Payday lending
Payday lending, also known as a cash advance loan, has more or less become a multi-billion dollar industry in the U.S. over the past decade.
It is worth mentioning in this regard that a payday loan is a small, usually less than $1000, and cash loan. The repayment period is normally two weeks or until the borrowers next payday. Most importantly collateral is provided in the form of a postdated check or an electronic debit authorization on the borrowers checking account. And whats more there are generally three repayment options for the borrower. First and foremost, the borrower can repay the loan in cash. Or, in other word they can let the lender cash the postdated check used as collateral, or debit their checking account as authorized. Finally and of course the most troublesome, they can get another loan for the same amount to pay back the original loan and only pay the lending fees.
Generally speaking Payday lending started in small independent stores that offered their patrons check cashing services. But, over the last years or so it has evolved into a multi-billion dollar industry and is now dominated by national firms that only offer payday-lending services. Apart from that payday lending is also offered by some check cashing outfits that offer other fringe banking services such as check cashing and bill paying.
More often than not the Payday lending industry advertises their services as a quick, easy way to get emergency cash. The quick and easy part is pretty much right, considering the only requirements are valid identification, personal checking account and proof of income from employment or government benefits. Remember the point that no consideration is made of the borrowers credit history or expenses.

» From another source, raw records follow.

//! Report cache validity rules: expiry, integrity hash, TTL selection

use chrono::{Duration, Utc};
use serde_json::json;
use uuid::Uuid;

use ledger_rs::repos::report_repo::{Report, ReportStatus, ReportType};
use ledger_rs::services::report_cache_service::{
    self, LARGE_REPORT_THRESHOLD_BYTES,
};

fn completed_report() -> Report {
    let payload = json!({"rows": [], "total_debit_minor": 0});
    let hash = report_cache_service::compute_data_hash(&payload).unwrap();
    let now = Utc::now();

    Report {
        id: Uuid::new_v4(),
        tenant_id: "acme".to_string(),
        report_number: "RPT-2024-0001".to_string(),
        report_type: ReportType::TrialBalance,
        period_start: "2024-01-01".parse().unwrap(),
        period_end: "2024-03-31".parse().unwrap(),
        comparison_period_start: None,
        comparison_period_end: None,
        filters: json!({}),
        status: ReportStatus::Completed,
        cached_data: Some(payload),
        summary_totals: Some(json!({"total_debit_minor": 0})),
        data_hash: Some(hash),
        cache_key: Some("report:acme:test".to_string()),
        cache_expires_at: Some(now + Duration::hours(24)),
        generation_error: None,
        version: 1,
        parent_report_id: None,
        is_latest: true,
        generation_started_at: now,
        generation_completed_at: Some(now),
    }
}

#[test]
fn fresh_cache_is_valid() {
    let report = completed_report();
    assert!(report_cache_service::is_cache_valid(&report, Utc::now()));
}

#[test]
fn expired_cache_is_invalid() {
    let report = completed_report();
    let later = Utc::now() + Duration::hours(25);
    assert!(!report_cache_service::is_cache_valid(&report, later));
}

#[test]
fn cleared_cache_key_is_invalid() {
    let mut report = completed_report();
    report.cache_key = None;
    assert!(!report_cache_service::is_cache_valid(&report, Utc::now()));
}

#[test]
fn tampered_payload_fails_hash_check() {
    let mut report = completed_report();
    report.cached_data = Some(json!({"rows": [], "total_debit_minor": 999}));
    assert!(!report_cache_service::is_cache_valid(&report, Utc::now()));
}

#[test]
fn hash_is_stable_across_key_order() {
    let a = json!({"b": 2, "a": 1});
    let b = json!({"a": 1, "b": 2});
    assert_eq!(
        report_cache_service::compute_data_hash(&a).unwrap(),
        report_cache_service::compute_data_hash(&b).unwrap()
    );
}

#[test]
fn large_payloads_get_extended_ttl() {
    let now = Utc::now();
    let small = report_cache_service::cache_expiry(now, 1_024, 24, 48);
    let large =
        report_cache_service::cache_expiry(now, LARGE_REPORT_THRESHOLD_BYTES + 1, 24, 48);

    assert_eq!(small, now + Duration::hours(24));
    assert_eq!(large, now + Duration::hours(48));
}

In an ideal scenario the payday lending industry targets low income, working class people who live paycheck to paycheck. And it pays off in quite a number of cases, because these borrowers end up rolling over their payday loans week after week and the payday lenders just rake in the lending fees week after week. That is why the lending fees can end up costing the borrower more than the original loan amount.

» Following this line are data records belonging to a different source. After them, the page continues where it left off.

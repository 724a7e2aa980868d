use chrono::{DateTime, Datelike, NaiveDate, Utc};
use serde::{Deserialize, Serialize};
use serde_json::Value;
use sqlx::{FromRow, PgPool, Postgres, Transaction};
use thiserror::Error;
use uuid::Uuid;

use crate::tenant::TenantId;

/// Report type enum matching database report_type
///
/// Closed set: dispatch over this enum is exhaustive, and unknown type
/// strings are rejected when the request DTO is deserialized.
#[derive(Debug, Clone, Copy, sqlx::Type, PartialEq, Eq, Serialize, Deserialize)]
#[sqlx(type_name = "report_type", rename_all = "snake_case")]
#[serde(rename_all = "SCREAMING_SNAKE_CASE")]
pub enum ReportType {
    IncomeStatement,
    BalanceSheet,
    GeneralLedger,
    SubLedger,
    TrialBalance,
    ExpenseReport,
}

/// Report status enum matching database report_status
#[derive(Debug, Clone, Copy, sqlx::Type, PartialEq, Eq, Serialize, Deserialize)]
#[sqlx(type_name = "report_status", rename_all = "lowercase")]
#[serde(rename_all = "SCREAMING_SNAKE_CASE")]
pub enum ReportStatus {
    Generating,
    Completed,
    Failed,
}

/// Generated report record, including embedded cache state
#[derive(Debug, Clone, FromRow)]
pub struct Report {
    pub id: Uuid,
    pub tenant_id: String,
    pub report_number: String,
    pub report_type: ReportType,
    pub period_start: NaiveDate,
    pub period_end: NaiveDate,
    pub comparison_period_start: Option<NaiveDate>,
    pub comparison_period_end: Option<NaiveDate>,
    pub filters: Value,
    pub status: ReportStatus,
    pub cached_data: Option<Value>,
    pub summary_totals: Option<Value>,
    pub data_hash: Option<String>,
    pub cache_key: Option<String>,
    pub cache_expires_at: Option<DateTime<Utc>>,
    pub generation_error: Option<String>,
    pub version: i32,
    pub parent_report_id: Option<Uuid>,
    pub is_latest: bool,
    pub generation_started_at: DateTime<Utc>,
    pub generation_completed_at: Option<DateTime<Utc>>,
}

#[derive(Debug, Error)]
pub enum ReportRepoError {
    #[error("Report not found: tenant_id={tenant_id}, id={id}")]
    NotFound { tenant_id: String, id: Uuid },

    #[error("Database error: {0}")]
    Database(#[from] sqlx::Error),
}

const REPORT_COLUMNS: &str = "id, tenant_id, report_number, report_type, period_start, \
     period_end, comparison_period_start, comparison_period_end, filters, status, \
     cached_data, summary_totals, data_hash, cache_key, cache_expires_at, \
     generation_error, version, parent_report_id, is_latest, \
     generation_started_at, generation_completed_at";

/// Allocate the next report number for a tenant: RPT-{year}-{NNNN}
pub async fn next_report_number(
    pool: &PgPool,
    tenant: &TenantId,
    now: DateTime<Utc>,
) -> Result<String, ReportRepoError> {
    let year = now.year();
    let prefix = format!("RPT-{year}-%");

    let count: i64 = sqlx::query_scalar(
        r#"
        SELECT COUNT(*) FROM reports
        WHERE tenant_id = $1 AND report_number LIKE $2
        "#,
    )
    .bind(tenant.as_str())
    .bind(&prefix)
    .fetch_one(pool)
    .await?;

    Ok(format!("RPT-{}-{:04}", year, count + 1))
}

/// Insert parameters for a new report record
#[derive(Debug, Clone)]
pub struct NewReport {
    pub id: Uuid,
    pub report_number: String,
    pub report_type: ReportType,
    pub period_start: NaiveDate,
    pub period_end: NaiveDate,
    pub comparison_period_start: Option<NaiveDate>,
    pub comparison_period_end: Option<NaiveDate>,
    pub filters: Value,
    pub version: i32,
    pub parent_report_id: Option<Uuid>,
}

/// Insert a report record in generating status
pub async fn insert_generating(
    pool: &PgPool,
    tenant: &TenantId,
    report: &NewReport,
) -> Result<(), ReportRepoError> {
    sqlx::query(
        r#"
        INSERT INTO reports
            (id, tenant_id, report_number, report_type, period_start, period_end,
             comparison_period_start, comparison_period_end, filters,
             status, version, parent_report_id)
        VALUES ($1, $2, $3, $4, $5, $6, $7, $8, $9, 'generating', $10, $11)
        "#,
    )
    .bind(report.id)
    .bind(tenant.as_str())
    .bind(&report.report_number)
    .bind(report.report_type)
    .bind(report.period_start)
    .bind(report.period_end)
    .bind(report.comparison_period_start)
    .bind(report.comparison_period_end)
    .bind(&report.filters)
    .bind(report.version)
    .bind(report.parent_report_id)
    .execute(pool)
    .await?;

    Ok(())
}

/// Completion parameters: payload, headline totals, hash, cache lifetime
#[derive(Debug, Clone)]
pub struct CompletedReport {
    pub cached_data: Value,
    pub summary_totals: Value,
    pub data_hash: String,
    pub cache_key: String,
    pub cache_expires_at: DateTime<Utc>,
}

/// Mark a report completed and store its payload and cache state
pub async fn mark_completed(
    pool: &PgPool,
    tenant: &TenantId,
    id: Uuid,
    completed: &CompletedReport,
) -> Result<(), ReportRepoError> {
    let result = sqlx::query(
        r#"
        UPDATE reports
        SET status = 'completed',
            cached_data = $3,
            summary_totals = $4,
            data_hash = $5,
            cache_key = $6,
            cache_expires_at = $7,
            generation_error = NULL,
            generation_completed_at = NOW()
        WHERE tenant_id = $1 AND id = $2
        "#,
    )
    .bind(tenant.as_str())
    .bind(id)
    .bind(&completed.cached_data)
    .bind(&completed.summary_totals)
    .bind(&completed.data_hash)
    .bind(&completed.cache_key)
    .bind(completed.cache_expires_at)
    .execute(pool)
    .await?;

    if result.rows_affected() == 0 {
        return Err(ReportRepoError::NotFound {
            tenant_id: tenant.as_str().to_string(),
            id,
        });
    }

    Ok(())
}

/// Mark a report failed, recording the error on the row
///
/// Generation runs asynchronously, so failures are recorded rather than
/// raised to a caller.
pub async fn mark_failed(
    pool: &PgPool,
    tenant: &TenantId,
    id: Uuid,
    error: &str,
) -> Result<(), ReportRepoError> {
    let result = sqlx::query(
        r#"
        UPDATE reports
        SET status = 'failed',
            generation_error = $3,
            generation_completed_at = NOW()
        WHERE tenant_id = $1 AND id = $2
        "#,
    )
    .bind(tenant.as_str())
    .bind(id)
    .bind(error)
    .execute(pool)
    .await?;

    if result.rows_affected() == 0 {
        return Err(ReportRepoError::NotFound {
            tenant_id: tenant.as_str().to_string(),
            id,
        });
    }

    Ok(())
}

/// Find a report by id
pub async fn find_by_id(
    pool: &PgPool,
    tenant: &TenantId,
    id: Uuid,
) -> Result<Option<Report>, ReportRepoError> {
    let report = sqlx::query_as::<_, Report>(&format!(
        r#"
        SELECT {REPORT_COLUMNS}
        FROM reports
        WHERE tenant_id = $1 AND id = $2
        "#
    ))
    .bind(tenant.as_str())
    .bind(id)
    .fetch_optional(pool)
    .await?;

    Ok(report)
}

/// Retire a prior version before inserting its successor
///
/// Flips is_latest off within the regeneration transaction so exactly one
/// version per lineage carries the flag.
pub async fn tx_retire_version(
    tx: &mut Transaction<'_, Postgres>,
    tenant: &TenantId,
    id: Uuid,
) -> Result<(), ReportRepoError> {
    let result = sqlx::query(
        r#"
        UPDATE reports
        SET is_latest = FALSE
        WHERE tenant_id = $1 AND id = $2 AND is_latest
        "#,
    )
    .bind(tenant.as_str())
    .bind(id)
    .execute(&mut **tx)
    .await?;

    if result.rows_affected() == 0 {
        return Err(ReportRepoError::NotFound {
            tenant_id: tenant.as_str().to_string(),
            id,
        });
    }

    Ok(())
}

/// Insert a successor version row in generating status, within a transaction
pub async fn tx_insert_generating(
    tx: &mut Transaction<'_, Postgres>,
    tenant: &TenantId,
    report: &NewReport,
) -> Result<(), ReportRepoError> {
    sqlx::query(
        r#"
        INSERT INTO reports
            (id, tenant_id, report_number, report_type, period_start, period_end,
             comparison_period_start, comparison_period_end, filters,
             status, version, parent_report_id)
        VALUES ($1, $2, $3, $4, $5, $6, $7, $8, $9, 'generating', $10, $11)
        "#,
    )
    .bind(report.id)
    .bind(tenant.as_str())
    .bind(&report.report_number)
    .bind(report.report_type)
    .bind(report.period_start)
    .bind(report.period_end)
    .bind(report.comparison_period_start)
    .bind(report.comparison_period_end)
    .bind(&report.filters)
    .bind(report.version)
    .bind(report.parent_report_id)
    .execute(&mut **tx)
    .await?;

    Ok(())
}

/// Clear the cache fields of a single report
pub async fn clear_cache(
    pool: &PgPool,
    tenant: &TenantId,
    id: Uuid,
) -> Result<(), ReportRepoError> {
    sqlx::query(
        r#"
        UPDATE reports
        SET cache_key = NULL, cache_expires_at = NULL
        WHERE tenant_id = $1 AND id = $2
        "#,
    )
    .bind(tenant.as_str())
    .bind(id)
    .execute(pool)
    .await?;

    Ok(())
}

/// Clear the cache of every report whose period intersects [start, end]
///
/// Returns the number of invalidated reports. Intersection test:
/// period_start <= end AND period_end >= start.
pub async fn clear_cache_by_date_range(
    pool: &PgPool,
    tenant: &TenantId,
    start: NaiveDate,
    end: NaiveDate,
) -> Result<u64, ReportRepoError> {
    let result = sqlx::query(
        r#"
        UPDATE reports
        SET cache_key = NULL, cache_expires_at = NULL
        WHERE tenant_id = $1
          AND cache_key IS NOT NULL
          AND period_start <= $3
          AND period_end >= $2
        "#,
    )
    .bind(tenant.as_str())
    .bind(start)
    .bind(end)
    .execute(pool)
    .await?;

    Ok(result.rows_affected())
}

#[cfg(test)]
mod tests {
    use super::*;

    #[test]
    fn test_report_type_serde_shape() {
        let json = serde_json::to_string(&ReportType::IncomeStatement).unwrap();
        assert_eq!(json, "\"INCOME_STATEMENT\"");
        let back: ReportType = serde_json::from_str("\"SUB_LEDGER\"").unwrap();
        assert_eq!(back, ReportType::SubLedger);
    }

    #[test]
    fn test_unknown_report_type_rejected() {
        let result: Result<ReportType, _> = serde_json::from_str("\"CASH_FLOW\"");
        assert!(result.is_err());
    }
}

Talking about the Payday lending business, the rate charged for loaning money is based on the risk and
to account for inflation over the time of repayment of the loan. It is worthwhile remembering that payday lenders generally charge at least 15% for a two-week loan. That adds up to an APR of around 390%. In theory thats over 13 times higher than some of the highest rate credit cards at about 29% APR. No estimation of risk as well as inflation can justify an APR of 390%. Payday lenders are just profiting on the ignorance of the people theyre targeting. The 390% APR more than covers inflation as well as loss due to those who do not repay the loans. This more or less explains the extremely high rate of return payday lenders enjoy and the quick, explosive growth of the industry.
According to experts the Internet-based sector of the payday loan industry began in the 1990s, when the CAN-SPAM Act didnt yet exist. Thats why the Act didnt exist back then. But as the popularity of the payday lending industry has grown with utmost regularity, along with the popularity of all sorts of online businesses, it was time for the false claims and the intrusive nature of e-mail marketing to come under control once and for all. When the CAN-SPAM Act of 2003 became reality, the online payday lending industry took the notice of this.
The objective of CAN-SPAM, short for Controlling the Assault of Non-Solicited Pornography and Marketing Act was to set standards for distinguishing between e-mails that are legitimate and those which are SPAM. There is no doubt that the sending of SPAM is against the law. Since the Act more or less applies to all businesses that use email in their operations, most payday lenders found themselves needing to understand this new law that outlined severe consequences including penalties and jail.
Online payday lending and the CAN-SPAM Act
It is worth noting that the CAN-SPAM Act delineates guidelines for using email addresses for the purpose of sending and receiving electronically transmitted marketing materials. It is quite an extensive act, and below are some of the basics.
First of all, remember that the Act prohibits the sending of unsolicited email. New online payday lending websites are springing up daily and each is competing hard to steer the attention of the masses in its own direction. Mass emailing messages with flashy advertisements as well as discounted offers is a popular way to steer new customers to this lucrative business.
One method to distinguish a good online payday lending business from the "bad" ones is by never agreeing to do business with a payday loan company that sends you unsolicited commercial email. Fact remained that any legitimate company would never purposely violate the CAN-SPAM Act so youd have to wonder about the legitimacy of a payday loan company that would intentionally do so.
The CAN-SPAM Act also depicts that the information in e-mail headers and subject lines must not to be falsified. In case if you find yourself the willing recipient of advertising from an online payday lending company and you are tempted to respond to the e-mail, go ahead and do so. On the other hand if the information to which you responded turns out to be incorrect or misleading, that company could be in violation of the CAN-SPAM Act.
Opt for online payday lending businesses that adhere to the CAN-SPAM Act
Another portion of the CAN-SPAM Act states that any email message you receive must include an opt-out link. The link is a method of notifying the sender that you no longer want to receive email from that sender. In case if the email lacks such opt-out opportunity, the online payday lending business is violating the CAN-SPAM Act. Again, thats normally one online payday lender you should stay away from.